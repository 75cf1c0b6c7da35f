//! Transfer persistence
//!
//! All state flips are atomic CAS updates conditioned on the expected
//! current state; the unique index on `ext_id` is the authoritative
//! idempotency guard.

use chrono::{DateTime, NaiveDate, NaiveTime, Utc};
use sqlx::{PgPool, Postgres, Row, Transaction};

use super::error::TransferError;
use super::models::{NewTransfer, Transfer, TransferSummary};
use super::state::TransferState;

const TRANSFER_COLUMNS: &str = "id, ext_id, sender_card_number, sender_card_expiry, sender_phone, \
     receiver_card_number, receiver_phone, sending_amount, currency, receiving_amount, \
     state, try_count, otp_hash, created_at, confirmed_at, cancelled_at, updated_at";

/// Transfer database operations
pub struct TransferStore {
    pool: PgPool,
}

impl TransferStore {
    /// Create a new TransferStore with the given connection pool
    pub fn new(pool: PgPool) -> Self {
        Self { pool }
    }

    /// The engine opens confirm/cancel transactions on this pool
    pub fn pool(&self) -> &PgPool {
        &self.pool
    }

    /// Fast duplicate probe for create. The insert's unique index is the
    /// authoritative check; this keeps the common duplicate from doing any
    /// further work.
    pub async fn exists(&self, ext_id: &str) -> Result<bool, TransferError> {
        let found = sqlx::query_scalar::<_, bool>(
            "SELECT EXISTS (SELECT 1 FROM transfers_tb WHERE ext_id = $1)",
        )
        .bind(ext_id)
        .fetch_one(&self.pool)
        .await?;
        Ok(found)
    }

    /// Insert a new transfer in `created` state.
    ///
    /// A unique violation on `ext_id` maps to `Duplicate`, so two racing
    /// creates with the same id cannot both succeed.
    pub async fn insert(&self, new: &NewTransfer) -> Result<Transfer, TransferError> {
        let row = sqlx::query(&format!(
            r#"
            INSERT INTO transfers_tb
                (ext_id, sender_card_number, sender_card_expiry, sender_phone,
                 receiver_card_number, receiver_phone, sending_amount, currency,
                 receiving_amount, state, try_count, otp_hash, created_at, updated_at)
            VALUES
                ($1, $2, $3, $4, $5, $6, $7, $8, $9, $10, 0, $11, NOW(), NOW())
            RETURNING {TRANSFER_COLUMNS}
            "#
        ))
        .bind(&new.ext_id)
        .bind(&new.sender_card_number)
        .bind(&new.sender_card_expiry)
        .bind(&new.sender_phone)
        .bind(&new.receiver_card_number)
        .bind(&new.receiver_phone)
        .bind(new.sending_amount)
        .bind(&new.currency)
        .bind(new.receiving_amount)
        .bind(TransferState::Created.as_str())
        .bind(&new.otp_hash)
        .fetch_one(&self.pool)
        .await
        .map_err(|e| match &e {
            // 23505 = Postgres unique_violation
            sqlx::Error::Database(db) if db.code().as_deref() == Some("23505") => {
                TransferError::Duplicate
            }
            _ => TransferError::from(e),
        })?;

        self.row_to_transfer(&row)
    }

    /// Get a transfer by ext_id
    pub async fn get(&self, ext_id: &str) -> Result<Option<Transfer>, TransferError> {
        let row = sqlx::query(&format!(
            "SELECT {TRANSFER_COLUMNS} FROM transfers_tb WHERE ext_id = $1"
        ))
        .bind(ext_id)
        .fetch_optional(&self.pool)
        .await?;

        match row {
            Some(row) => Ok(Some(self.row_to_transfer(&row)?)),
            None => Ok(None),
        }
    }

    /// Current state only, for the `transfer_state` read
    pub async fn get_state(&self, ext_id: &str) -> Result<Option<TransferState>, TransferError> {
        let state: Option<String> =
            sqlx::query_scalar("SELECT state FROM transfers_tb WHERE ext_id = $1")
                .bind(ext_id)
                .fetch_optional(&self.pool)
                .await?;

        match state {
            Some(s) => {
                let parsed = TransferState::parse(&s).ok_or_else(|| {
                    TransferError::Internal(format!("Invalid transfer state: {}", s))
                })?;
                Ok(Some(parsed))
            }
            None => Ok(None),
        }
    }

    /// Lock the transfer row inside `tx`; serializes confirm/cancel per
    /// ext_id.
    pub async fn lock(
        &self,
        tx: &mut Transaction<'_, Postgres>,
        ext_id: &str,
    ) -> Result<Option<Transfer>, TransferError> {
        let row = sqlx::query(&format!(
            "SELECT {TRANSFER_COLUMNS} FROM transfers_tb WHERE ext_id = $1 FOR UPDATE"
        ))
        .bind(ext_id)
        .fetch_optional(&mut **tx)
        .await?;

        match row {
            Some(row) => Ok(Some(self.row_to_transfer(&row)?)),
            None => Ok(None),
        }
    }

    /// Persist one failed confirmation attempt; returns the new count.
    pub async fn record_failed_attempt(&self, ext_id: &str) -> Result<i32, TransferError> {
        let count = sqlx::query_scalar::<_, i32>(
            r#"
            UPDATE transfers_tb
            SET try_count = try_count + 1, updated_at = NOW()
            WHERE ext_id = $1
            RETURNING try_count
            "#,
        )
        .bind(ext_id)
        .fetch_one(&self.pool)
        .await?;
        Ok(count)
    }

    /// Atomic CAS update: flip state only if the current state matches.
    ///
    /// Stamps `confirmed_at`/`cancelled_at` for the respective targets.
    /// Returns true if the update applied, false if the state had moved.
    pub async fn update_state_if(
        &self,
        tx: &mut Transaction<'_, Postgres>,
        id: i64,
        expected: TransferState,
        new_state: TransferState,
    ) -> Result<bool, TransferError> {
        let result = sqlx::query(
            r#"
            UPDATE transfers_tb
            SET state = $1,
                confirmed_at = CASE WHEN $1 = 'confirmed' THEN NOW() ELSE confirmed_at END,
                cancelled_at = CASE WHEN $1 = 'cancelled' THEN NOW() ELSE cancelled_at END,
                updated_at = NOW()
            WHERE id = $2 AND state = $3
            "#,
        )
        .bind(new_state.as_str())
        .bind(id)
        .bind(expected.as_str())
        .execute(&mut **tx)
        .await?;

        Ok(result.rows_affected() > 0)
    }

    /// Transfers sent from one card, optionally bounded by date and state.
    ///
    /// Bounds are inclusive at midnight UTC of the named day. Rows come back
    /// in insertion order.
    pub async fn filter(
        &self,
        sender_card_number: &str,
        start_date: Option<NaiveDate>,
        end_date: Option<NaiveDate>,
        state: Option<TransferState>,
    ) -> Result<Vec<TransferSummary>, TransferError> {
        let mut qb = sqlx::QueryBuilder::<Postgres>::new(
            "SELECT ext_id, sending_amount, currency, receiver_card_number, state, created_at \
             FROM transfers_tb WHERE sender_card_number = ",
        );
        qb.push_bind(sender_card_number);

        if let Some(start) = start_date {
            qb.push(" AND created_at >= ");
            qb.push_bind(day_start(start));
        }
        if let Some(end) = end_date {
            qb.push(" AND created_at <= ");
            qb.push_bind(day_start(end));
        }
        if let Some(state) = state {
            qb.push(" AND state = ");
            qb.push_bind(state.as_str());
        }
        qb.push(" ORDER BY id");

        let rows = qb.build().fetch_all(&self.pool).await?;

        let mut summaries = Vec::with_capacity(rows.len());
        for row in rows {
            let state_str: String = row.get("state");
            let state = TransferState::parse(&state_str).ok_or_else(|| {
                TransferError::Internal(format!("Invalid transfer state: {}", state_str))
            })?;
            summaries.push(TransferSummary {
                ext_id: row.get("ext_id"),
                amount: row.get("sending_amount"),
                currency: row.get("currency"),
                receiver_card_number: row.get("receiver_card_number"),
                state,
                created_at: row.get("created_at"),
            });
        }
        Ok(summaries)
    }

    /// Total transfer count (daily report)
    pub async fn count(&self) -> Result<i64, TransferError> {
        let n = sqlx::query_scalar::<_, i64>("SELECT COUNT(*) FROM transfers_tb")
            .fetch_one(&self.pool)
            .await?;
        Ok(n)
    }

    /// Convert database row to Transfer
    fn row_to_transfer(&self, row: &sqlx::postgres::PgRow) -> Result<Transfer, TransferError> {
        let state_str: String = row.get("state");
        let state = TransferState::parse(&state_str).ok_or_else(|| {
            TransferError::Internal(format!("Invalid transfer state: {}", state_str))
        })?;

        Ok(Transfer {
            id: row.get("id"),
            ext_id: row.get("ext_id"),
            sender_card_number: row.get("sender_card_number"),
            sender_card_expiry: row.get("sender_card_expiry"),
            sender_phone: row.get("sender_phone"),
            receiver_card_number: row.get("receiver_card_number"),
            receiver_phone: row.get("receiver_phone"),
            sending_amount: row.get("sending_amount"),
            currency: row.get("currency"),
            receiving_amount: row.get("receiving_amount"),
            state,
            try_count: row.get("try_count"),
            otp_hash: row.get("otp_hash"),
            created_at: row.get("created_at"),
            confirmed_at: row.get("confirmed_at"),
            cancelled_at: row.get("cancelled_at"),
            updated_at: row.get("updated_at"),
        })
    }
}

/// Midnight UTC of a calendar day
fn day_start(date: NaiveDate) -> DateTime<Utc> {
    date.and_time(NaiveTime::MIN).and_utc()
}

#[cfg(test)]
mod tests {
    use super::*;

    #[test]
    fn day_start_is_midnight_utc() {
        let d = NaiveDate::from_ymd_opt(2026, 8, 25).unwrap();
        let dt = day_start(d);
        assert_eq!(dt.to_rfc3339(), "2026-08-25T00:00:00+00:00");
    }
}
-*-*-
● To do
Your answer should consist of all lines in the listing above that contain "bool".

● Result of the task
    pub async fn exists(&self, ext_id: &str) -> Result<bool, TransferError> {
        let found = sqlx::query_scalar::<_, bool>(
    ) -> Result<bool, TransferError> {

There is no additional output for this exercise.